Data under study>

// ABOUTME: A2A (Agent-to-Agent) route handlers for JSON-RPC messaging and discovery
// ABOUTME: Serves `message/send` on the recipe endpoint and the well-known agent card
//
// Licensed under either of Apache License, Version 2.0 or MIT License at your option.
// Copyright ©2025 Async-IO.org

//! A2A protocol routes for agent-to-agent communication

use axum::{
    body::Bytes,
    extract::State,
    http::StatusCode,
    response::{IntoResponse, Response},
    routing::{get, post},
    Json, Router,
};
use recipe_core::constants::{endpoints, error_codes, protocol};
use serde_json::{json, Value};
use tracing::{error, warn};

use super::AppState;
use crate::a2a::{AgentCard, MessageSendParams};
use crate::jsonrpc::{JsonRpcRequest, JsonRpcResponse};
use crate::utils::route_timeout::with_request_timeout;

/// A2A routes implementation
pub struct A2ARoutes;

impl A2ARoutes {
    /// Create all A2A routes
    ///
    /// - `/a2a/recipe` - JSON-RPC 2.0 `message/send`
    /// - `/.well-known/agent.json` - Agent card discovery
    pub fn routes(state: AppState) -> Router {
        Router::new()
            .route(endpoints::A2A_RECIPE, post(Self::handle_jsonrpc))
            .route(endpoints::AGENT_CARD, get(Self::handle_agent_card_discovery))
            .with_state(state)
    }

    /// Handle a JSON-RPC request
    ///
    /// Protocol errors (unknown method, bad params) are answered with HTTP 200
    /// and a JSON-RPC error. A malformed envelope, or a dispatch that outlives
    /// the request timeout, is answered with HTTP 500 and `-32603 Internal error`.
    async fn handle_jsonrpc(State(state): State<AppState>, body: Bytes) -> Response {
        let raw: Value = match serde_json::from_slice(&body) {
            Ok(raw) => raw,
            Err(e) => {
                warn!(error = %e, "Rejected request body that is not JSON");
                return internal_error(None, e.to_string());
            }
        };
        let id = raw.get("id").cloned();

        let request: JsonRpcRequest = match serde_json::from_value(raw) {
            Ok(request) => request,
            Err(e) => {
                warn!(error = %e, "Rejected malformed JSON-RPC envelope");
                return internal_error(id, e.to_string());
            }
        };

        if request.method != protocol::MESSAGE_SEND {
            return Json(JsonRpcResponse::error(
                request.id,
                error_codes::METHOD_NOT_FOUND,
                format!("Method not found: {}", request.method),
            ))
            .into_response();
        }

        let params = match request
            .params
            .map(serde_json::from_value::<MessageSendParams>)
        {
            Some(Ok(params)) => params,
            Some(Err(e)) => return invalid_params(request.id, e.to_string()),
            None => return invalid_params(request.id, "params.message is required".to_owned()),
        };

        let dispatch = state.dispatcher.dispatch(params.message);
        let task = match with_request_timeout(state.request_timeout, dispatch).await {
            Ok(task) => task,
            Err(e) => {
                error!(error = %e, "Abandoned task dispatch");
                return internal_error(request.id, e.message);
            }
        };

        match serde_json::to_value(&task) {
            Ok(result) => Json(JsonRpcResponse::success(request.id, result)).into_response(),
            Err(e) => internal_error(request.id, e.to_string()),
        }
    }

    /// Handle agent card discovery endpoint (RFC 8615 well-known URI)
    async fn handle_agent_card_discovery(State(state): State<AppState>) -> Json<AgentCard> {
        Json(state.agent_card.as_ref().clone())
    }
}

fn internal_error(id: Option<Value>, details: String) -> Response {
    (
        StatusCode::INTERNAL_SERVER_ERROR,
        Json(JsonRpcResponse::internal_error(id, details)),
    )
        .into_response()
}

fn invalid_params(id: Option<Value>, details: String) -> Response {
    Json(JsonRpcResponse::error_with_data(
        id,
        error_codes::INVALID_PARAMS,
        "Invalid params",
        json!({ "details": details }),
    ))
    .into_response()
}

Work instruction> Looking at the entries above, count the lines that contain "match" and answer with only the number.

Exercise result> 5